● LISTED RECORDS:
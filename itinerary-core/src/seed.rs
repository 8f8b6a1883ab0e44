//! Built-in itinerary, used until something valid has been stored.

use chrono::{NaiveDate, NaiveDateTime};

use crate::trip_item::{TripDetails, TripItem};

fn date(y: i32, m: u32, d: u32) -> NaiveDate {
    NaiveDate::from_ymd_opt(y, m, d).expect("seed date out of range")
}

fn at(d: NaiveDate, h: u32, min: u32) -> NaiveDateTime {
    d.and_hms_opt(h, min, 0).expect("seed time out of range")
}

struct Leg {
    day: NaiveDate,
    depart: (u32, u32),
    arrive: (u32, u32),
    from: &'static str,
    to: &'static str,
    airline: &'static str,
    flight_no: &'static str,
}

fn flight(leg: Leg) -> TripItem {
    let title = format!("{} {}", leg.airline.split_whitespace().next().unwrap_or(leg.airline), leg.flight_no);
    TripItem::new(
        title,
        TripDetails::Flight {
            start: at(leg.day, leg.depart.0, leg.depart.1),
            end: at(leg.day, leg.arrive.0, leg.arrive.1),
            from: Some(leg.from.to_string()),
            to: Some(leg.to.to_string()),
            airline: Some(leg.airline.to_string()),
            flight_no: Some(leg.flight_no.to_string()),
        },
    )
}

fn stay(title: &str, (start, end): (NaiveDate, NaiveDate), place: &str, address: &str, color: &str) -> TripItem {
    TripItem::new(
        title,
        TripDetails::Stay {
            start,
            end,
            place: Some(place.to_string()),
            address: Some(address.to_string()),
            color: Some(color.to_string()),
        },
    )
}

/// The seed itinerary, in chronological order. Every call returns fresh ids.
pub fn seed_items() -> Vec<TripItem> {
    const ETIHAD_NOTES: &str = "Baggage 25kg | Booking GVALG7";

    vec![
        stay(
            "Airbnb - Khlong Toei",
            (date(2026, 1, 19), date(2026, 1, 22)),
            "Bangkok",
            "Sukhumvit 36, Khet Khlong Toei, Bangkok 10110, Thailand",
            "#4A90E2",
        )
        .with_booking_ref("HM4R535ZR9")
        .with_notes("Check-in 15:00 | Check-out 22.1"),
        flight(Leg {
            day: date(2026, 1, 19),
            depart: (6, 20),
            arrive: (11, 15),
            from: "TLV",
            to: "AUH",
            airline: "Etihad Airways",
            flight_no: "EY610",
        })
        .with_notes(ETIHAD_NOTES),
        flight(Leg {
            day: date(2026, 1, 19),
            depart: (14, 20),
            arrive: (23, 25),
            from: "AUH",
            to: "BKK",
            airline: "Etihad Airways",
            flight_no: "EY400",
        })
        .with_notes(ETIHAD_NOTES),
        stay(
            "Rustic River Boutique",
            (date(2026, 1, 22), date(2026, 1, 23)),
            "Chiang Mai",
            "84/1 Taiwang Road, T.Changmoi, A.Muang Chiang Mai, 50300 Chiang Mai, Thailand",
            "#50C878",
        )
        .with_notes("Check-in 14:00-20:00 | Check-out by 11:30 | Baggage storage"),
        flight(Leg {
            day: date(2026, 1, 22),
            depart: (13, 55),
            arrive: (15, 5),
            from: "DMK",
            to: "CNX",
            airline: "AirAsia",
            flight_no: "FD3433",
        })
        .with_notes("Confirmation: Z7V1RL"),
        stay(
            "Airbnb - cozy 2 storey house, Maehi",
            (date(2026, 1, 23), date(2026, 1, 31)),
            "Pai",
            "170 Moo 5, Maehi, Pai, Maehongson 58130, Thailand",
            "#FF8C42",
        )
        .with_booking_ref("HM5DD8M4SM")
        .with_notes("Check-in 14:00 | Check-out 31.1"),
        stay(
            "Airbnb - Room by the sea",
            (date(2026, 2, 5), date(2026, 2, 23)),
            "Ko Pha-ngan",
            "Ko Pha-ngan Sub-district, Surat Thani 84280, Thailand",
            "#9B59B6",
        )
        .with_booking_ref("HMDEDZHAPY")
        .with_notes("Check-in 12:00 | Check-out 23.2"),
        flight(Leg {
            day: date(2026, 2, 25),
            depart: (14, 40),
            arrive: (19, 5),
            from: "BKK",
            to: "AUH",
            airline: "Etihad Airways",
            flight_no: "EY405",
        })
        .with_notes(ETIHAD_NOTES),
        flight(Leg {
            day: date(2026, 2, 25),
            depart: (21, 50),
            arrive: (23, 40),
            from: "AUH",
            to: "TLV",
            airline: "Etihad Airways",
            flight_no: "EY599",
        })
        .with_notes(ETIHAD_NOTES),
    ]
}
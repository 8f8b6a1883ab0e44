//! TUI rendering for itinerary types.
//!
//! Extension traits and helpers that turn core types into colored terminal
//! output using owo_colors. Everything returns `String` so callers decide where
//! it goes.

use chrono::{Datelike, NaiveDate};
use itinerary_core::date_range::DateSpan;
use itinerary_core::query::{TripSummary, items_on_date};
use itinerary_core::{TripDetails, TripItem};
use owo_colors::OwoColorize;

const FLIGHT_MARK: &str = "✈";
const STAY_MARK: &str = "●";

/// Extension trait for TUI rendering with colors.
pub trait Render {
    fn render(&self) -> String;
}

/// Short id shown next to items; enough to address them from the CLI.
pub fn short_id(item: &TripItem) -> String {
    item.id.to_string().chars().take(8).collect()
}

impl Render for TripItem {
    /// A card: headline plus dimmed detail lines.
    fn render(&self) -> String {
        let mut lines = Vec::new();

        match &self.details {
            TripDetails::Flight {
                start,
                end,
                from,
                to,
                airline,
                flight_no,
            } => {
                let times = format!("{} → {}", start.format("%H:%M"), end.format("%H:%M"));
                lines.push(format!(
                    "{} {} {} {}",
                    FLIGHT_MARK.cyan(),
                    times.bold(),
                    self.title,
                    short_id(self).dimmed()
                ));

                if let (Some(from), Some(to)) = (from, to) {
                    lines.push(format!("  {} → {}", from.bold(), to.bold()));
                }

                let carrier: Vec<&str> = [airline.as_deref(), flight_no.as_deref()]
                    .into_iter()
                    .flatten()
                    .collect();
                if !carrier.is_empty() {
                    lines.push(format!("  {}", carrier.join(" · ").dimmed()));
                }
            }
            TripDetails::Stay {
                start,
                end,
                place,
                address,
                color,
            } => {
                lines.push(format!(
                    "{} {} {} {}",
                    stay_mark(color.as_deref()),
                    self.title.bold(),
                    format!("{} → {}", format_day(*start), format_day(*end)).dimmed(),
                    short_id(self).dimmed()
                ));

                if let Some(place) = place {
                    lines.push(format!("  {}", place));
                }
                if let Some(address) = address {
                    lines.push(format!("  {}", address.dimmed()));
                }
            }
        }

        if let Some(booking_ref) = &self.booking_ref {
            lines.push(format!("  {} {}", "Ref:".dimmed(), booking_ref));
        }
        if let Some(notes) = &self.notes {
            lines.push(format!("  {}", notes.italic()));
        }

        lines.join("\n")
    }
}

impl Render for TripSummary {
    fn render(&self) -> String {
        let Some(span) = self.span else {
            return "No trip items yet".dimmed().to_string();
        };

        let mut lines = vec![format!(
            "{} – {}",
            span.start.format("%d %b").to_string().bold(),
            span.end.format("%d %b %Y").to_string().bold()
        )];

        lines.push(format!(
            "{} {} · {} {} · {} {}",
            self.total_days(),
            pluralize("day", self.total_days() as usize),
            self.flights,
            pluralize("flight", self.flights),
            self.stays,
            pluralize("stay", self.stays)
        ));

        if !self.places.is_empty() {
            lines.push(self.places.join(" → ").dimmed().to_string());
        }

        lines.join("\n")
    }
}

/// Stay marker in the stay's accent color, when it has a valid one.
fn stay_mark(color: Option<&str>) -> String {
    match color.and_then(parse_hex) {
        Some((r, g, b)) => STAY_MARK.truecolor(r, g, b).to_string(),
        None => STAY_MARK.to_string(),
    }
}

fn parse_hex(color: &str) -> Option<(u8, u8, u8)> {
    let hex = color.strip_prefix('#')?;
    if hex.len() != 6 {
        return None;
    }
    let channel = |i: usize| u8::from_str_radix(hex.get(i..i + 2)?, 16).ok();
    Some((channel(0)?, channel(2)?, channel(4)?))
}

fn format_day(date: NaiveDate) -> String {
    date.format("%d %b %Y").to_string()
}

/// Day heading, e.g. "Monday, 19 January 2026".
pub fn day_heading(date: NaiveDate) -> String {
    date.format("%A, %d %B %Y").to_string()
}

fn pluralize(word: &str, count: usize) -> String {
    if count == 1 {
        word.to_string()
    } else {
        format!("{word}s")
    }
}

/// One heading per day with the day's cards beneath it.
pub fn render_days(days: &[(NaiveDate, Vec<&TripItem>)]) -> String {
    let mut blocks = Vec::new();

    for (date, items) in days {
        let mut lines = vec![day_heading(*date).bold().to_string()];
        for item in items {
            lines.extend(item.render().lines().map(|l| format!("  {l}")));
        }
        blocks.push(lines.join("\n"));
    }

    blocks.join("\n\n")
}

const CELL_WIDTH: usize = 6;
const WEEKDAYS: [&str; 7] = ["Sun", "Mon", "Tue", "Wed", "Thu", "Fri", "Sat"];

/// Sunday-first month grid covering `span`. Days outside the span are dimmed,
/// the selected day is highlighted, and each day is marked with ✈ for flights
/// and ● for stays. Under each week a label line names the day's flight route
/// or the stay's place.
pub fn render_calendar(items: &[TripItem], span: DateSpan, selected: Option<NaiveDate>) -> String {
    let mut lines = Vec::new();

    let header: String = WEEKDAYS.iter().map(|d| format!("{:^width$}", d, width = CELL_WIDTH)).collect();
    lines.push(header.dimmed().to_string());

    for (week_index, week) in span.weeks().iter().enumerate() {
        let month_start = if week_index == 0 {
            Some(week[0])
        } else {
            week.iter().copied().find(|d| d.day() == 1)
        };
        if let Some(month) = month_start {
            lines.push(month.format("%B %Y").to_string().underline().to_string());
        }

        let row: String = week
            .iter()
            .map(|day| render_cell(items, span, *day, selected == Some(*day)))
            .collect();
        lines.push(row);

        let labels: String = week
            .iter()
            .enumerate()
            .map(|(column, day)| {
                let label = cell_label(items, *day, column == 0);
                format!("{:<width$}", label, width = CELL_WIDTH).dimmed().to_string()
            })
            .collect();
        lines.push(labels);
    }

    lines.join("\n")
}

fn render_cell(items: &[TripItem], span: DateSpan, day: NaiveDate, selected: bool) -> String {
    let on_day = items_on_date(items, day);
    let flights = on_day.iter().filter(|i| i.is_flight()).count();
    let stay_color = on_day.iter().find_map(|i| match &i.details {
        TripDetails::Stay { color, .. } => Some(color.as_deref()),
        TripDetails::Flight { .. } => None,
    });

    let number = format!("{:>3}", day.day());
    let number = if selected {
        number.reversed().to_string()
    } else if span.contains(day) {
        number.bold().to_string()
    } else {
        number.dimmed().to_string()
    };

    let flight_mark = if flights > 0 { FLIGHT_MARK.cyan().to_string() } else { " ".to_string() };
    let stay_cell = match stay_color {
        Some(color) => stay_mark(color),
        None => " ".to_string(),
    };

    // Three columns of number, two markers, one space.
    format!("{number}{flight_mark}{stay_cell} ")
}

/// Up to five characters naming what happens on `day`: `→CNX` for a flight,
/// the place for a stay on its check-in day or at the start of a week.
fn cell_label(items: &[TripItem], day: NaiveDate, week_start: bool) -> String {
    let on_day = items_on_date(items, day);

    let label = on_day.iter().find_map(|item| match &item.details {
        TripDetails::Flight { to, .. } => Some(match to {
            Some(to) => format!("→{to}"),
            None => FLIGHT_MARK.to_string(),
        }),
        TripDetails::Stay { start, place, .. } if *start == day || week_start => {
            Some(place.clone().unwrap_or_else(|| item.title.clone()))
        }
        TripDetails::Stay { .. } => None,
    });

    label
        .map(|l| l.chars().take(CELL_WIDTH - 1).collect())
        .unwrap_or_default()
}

...

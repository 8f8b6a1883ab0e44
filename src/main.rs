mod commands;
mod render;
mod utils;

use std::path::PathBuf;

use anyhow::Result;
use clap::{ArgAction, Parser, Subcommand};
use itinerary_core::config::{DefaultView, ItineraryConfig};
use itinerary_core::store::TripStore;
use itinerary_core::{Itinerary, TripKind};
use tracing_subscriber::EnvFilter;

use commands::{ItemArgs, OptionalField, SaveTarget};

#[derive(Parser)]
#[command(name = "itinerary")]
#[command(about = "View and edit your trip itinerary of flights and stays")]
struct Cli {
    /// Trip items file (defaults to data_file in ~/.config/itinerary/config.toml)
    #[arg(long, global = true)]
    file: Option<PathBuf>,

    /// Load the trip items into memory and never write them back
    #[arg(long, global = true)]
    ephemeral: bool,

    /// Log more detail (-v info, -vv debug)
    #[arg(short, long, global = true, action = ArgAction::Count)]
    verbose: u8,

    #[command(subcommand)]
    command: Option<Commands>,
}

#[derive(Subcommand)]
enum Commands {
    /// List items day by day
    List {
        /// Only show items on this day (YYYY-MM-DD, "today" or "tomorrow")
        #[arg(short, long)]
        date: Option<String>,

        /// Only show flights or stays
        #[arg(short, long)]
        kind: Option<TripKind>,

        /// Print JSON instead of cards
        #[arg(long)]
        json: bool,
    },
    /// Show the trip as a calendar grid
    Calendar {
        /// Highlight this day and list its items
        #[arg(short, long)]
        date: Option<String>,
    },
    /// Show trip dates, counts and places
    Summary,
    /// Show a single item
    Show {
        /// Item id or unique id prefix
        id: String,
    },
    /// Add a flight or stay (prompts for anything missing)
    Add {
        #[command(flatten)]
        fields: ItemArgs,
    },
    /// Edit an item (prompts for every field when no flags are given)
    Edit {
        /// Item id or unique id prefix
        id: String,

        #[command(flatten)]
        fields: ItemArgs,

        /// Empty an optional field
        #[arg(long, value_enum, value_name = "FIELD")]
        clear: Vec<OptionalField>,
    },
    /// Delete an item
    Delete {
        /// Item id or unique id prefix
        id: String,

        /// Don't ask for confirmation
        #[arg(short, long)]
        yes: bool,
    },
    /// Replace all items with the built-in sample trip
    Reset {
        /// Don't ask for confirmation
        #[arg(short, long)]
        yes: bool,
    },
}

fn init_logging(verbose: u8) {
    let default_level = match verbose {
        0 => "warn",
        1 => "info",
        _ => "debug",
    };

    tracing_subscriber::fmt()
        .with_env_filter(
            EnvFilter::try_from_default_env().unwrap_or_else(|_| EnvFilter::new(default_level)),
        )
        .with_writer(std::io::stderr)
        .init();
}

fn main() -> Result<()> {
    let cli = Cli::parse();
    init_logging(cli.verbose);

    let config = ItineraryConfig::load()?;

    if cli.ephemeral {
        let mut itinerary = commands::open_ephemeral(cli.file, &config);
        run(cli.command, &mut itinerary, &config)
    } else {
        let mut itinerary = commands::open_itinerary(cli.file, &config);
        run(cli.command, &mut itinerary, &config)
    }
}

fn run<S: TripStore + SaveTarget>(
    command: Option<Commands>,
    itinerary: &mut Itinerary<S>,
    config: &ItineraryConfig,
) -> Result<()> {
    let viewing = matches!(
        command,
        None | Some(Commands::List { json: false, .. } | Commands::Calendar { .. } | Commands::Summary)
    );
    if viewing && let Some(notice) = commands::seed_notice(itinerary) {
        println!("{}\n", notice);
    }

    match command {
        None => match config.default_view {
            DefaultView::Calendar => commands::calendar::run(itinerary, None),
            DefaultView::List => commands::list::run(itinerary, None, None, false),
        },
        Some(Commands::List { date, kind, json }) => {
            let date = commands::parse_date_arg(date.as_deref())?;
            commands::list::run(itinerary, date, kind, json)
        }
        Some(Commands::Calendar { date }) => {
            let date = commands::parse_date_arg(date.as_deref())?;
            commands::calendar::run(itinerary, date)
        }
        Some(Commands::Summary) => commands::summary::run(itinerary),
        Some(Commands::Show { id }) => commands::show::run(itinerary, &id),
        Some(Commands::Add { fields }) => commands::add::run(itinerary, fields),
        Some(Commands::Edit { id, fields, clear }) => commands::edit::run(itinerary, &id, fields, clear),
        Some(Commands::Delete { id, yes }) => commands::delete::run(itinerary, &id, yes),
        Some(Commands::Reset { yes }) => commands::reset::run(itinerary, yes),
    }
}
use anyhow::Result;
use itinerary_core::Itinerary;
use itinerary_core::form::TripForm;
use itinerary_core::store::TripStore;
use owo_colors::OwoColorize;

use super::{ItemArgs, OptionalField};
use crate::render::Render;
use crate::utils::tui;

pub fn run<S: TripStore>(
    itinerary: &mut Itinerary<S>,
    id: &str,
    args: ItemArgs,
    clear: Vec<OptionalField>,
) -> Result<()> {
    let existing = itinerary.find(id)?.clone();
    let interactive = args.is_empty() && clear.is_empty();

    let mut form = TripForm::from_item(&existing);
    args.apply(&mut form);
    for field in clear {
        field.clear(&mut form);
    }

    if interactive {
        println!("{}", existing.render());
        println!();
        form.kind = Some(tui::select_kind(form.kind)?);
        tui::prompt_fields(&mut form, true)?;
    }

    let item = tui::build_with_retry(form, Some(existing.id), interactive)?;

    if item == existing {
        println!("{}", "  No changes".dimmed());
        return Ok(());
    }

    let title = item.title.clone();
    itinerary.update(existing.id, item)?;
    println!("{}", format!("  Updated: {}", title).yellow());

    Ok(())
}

* * *

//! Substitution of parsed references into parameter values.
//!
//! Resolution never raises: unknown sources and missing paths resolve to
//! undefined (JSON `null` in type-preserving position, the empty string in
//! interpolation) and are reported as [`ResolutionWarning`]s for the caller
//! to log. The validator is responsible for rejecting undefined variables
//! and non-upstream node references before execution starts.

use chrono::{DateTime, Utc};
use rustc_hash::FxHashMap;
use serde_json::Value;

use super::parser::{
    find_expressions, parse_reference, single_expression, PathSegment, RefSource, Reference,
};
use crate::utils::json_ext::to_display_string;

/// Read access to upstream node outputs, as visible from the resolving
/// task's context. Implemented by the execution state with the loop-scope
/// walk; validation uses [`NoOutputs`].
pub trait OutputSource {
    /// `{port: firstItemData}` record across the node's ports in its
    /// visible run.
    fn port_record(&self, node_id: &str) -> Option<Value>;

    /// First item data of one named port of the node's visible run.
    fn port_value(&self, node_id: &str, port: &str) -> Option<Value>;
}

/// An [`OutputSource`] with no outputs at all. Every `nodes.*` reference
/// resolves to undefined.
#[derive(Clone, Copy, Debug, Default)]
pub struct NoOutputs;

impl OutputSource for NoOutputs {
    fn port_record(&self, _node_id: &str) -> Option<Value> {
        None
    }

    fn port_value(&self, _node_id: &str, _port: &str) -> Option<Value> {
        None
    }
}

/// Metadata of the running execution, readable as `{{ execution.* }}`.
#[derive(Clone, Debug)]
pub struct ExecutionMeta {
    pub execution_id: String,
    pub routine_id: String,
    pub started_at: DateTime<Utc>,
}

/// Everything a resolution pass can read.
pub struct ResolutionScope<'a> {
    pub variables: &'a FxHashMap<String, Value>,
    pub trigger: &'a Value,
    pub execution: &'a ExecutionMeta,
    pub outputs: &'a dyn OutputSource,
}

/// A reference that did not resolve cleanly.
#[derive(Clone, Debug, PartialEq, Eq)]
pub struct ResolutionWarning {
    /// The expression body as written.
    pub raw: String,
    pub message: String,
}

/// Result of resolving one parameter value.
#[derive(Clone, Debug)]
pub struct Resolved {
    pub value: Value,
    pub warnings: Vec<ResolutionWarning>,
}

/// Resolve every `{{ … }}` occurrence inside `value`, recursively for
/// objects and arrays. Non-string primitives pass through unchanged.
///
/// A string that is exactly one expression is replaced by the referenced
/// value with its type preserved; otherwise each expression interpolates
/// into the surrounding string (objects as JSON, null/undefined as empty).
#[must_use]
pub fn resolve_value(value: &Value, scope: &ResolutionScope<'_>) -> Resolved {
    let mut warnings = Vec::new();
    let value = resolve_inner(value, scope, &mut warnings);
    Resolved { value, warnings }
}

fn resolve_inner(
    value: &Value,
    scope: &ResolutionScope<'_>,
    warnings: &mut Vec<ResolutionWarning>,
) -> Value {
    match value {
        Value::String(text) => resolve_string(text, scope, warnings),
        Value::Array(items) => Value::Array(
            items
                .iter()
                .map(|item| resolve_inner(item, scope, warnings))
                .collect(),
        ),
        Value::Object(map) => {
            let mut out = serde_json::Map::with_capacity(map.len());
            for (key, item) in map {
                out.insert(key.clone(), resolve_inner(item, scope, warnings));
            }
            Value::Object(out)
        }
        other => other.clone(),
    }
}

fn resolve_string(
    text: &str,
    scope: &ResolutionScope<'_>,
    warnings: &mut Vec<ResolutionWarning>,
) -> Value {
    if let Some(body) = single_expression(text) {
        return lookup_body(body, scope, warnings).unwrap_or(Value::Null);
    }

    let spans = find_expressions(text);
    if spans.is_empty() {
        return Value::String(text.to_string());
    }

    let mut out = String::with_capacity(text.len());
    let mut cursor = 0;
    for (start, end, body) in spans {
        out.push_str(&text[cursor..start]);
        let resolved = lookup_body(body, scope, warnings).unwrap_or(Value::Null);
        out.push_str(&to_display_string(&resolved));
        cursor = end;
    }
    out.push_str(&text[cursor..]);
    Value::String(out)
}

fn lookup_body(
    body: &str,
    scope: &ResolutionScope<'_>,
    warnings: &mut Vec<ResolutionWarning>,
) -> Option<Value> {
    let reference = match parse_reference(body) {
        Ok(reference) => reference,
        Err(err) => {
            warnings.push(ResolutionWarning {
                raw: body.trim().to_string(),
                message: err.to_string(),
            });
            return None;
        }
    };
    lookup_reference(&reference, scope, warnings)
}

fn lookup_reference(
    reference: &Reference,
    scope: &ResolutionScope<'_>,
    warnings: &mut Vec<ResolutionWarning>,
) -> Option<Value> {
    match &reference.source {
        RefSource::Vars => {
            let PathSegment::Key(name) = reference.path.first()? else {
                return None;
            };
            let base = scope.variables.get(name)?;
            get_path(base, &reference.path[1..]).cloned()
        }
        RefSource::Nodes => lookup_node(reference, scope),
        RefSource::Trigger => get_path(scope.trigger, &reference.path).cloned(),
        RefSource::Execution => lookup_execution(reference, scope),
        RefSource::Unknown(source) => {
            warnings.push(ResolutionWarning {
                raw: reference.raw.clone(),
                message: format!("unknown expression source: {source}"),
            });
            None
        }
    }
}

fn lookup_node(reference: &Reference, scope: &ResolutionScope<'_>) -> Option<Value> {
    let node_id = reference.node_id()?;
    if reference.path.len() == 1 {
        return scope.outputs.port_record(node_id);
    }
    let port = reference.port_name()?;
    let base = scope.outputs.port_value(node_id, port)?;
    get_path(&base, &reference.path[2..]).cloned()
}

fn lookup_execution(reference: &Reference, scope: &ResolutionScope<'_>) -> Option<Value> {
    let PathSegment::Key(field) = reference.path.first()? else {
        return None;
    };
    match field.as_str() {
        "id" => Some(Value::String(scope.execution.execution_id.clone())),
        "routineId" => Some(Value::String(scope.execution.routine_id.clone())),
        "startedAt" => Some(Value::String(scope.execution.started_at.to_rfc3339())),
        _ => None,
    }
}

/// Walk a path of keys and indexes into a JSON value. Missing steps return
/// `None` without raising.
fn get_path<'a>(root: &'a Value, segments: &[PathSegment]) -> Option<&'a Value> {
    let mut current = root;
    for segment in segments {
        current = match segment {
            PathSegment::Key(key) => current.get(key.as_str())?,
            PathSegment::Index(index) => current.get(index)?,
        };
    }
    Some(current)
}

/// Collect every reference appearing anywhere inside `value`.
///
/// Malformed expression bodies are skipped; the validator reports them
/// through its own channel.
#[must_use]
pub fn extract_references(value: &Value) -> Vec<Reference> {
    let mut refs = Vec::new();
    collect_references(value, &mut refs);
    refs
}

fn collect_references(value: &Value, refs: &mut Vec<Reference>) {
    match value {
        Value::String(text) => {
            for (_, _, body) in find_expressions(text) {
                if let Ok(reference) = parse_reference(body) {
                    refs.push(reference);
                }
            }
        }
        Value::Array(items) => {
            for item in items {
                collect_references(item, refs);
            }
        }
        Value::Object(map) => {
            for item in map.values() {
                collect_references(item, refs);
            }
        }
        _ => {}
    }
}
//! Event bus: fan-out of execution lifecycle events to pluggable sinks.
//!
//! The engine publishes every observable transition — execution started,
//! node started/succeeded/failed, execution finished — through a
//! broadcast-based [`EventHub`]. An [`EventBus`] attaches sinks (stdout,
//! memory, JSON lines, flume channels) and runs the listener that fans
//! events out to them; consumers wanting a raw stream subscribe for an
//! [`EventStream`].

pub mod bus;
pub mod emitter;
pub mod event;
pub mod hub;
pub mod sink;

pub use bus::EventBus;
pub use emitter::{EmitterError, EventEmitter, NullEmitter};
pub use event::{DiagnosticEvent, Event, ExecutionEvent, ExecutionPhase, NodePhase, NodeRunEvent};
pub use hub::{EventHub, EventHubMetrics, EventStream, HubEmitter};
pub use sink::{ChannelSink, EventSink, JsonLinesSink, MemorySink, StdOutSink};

● WHAT IS REQUIRED: Locate all lines in the listing above with the word "flights". Copy them.

● ANSWER FOR THE TASK:
            self.flights,
            pluralize("flight", self.flights),
/// the selected day is highlighted, and each day is marked with ✈ for flights
    let flights = on_day.iter().filter(|i| i.is_flight()).count();
    let flight_mark = if flights > 0 { FLIGHT_MARK.cyan().to_string() } else { " ".to_string() };
#[command(about = "View and edit your trip itinerary of flights and stays")]
        /// Only show flights or stays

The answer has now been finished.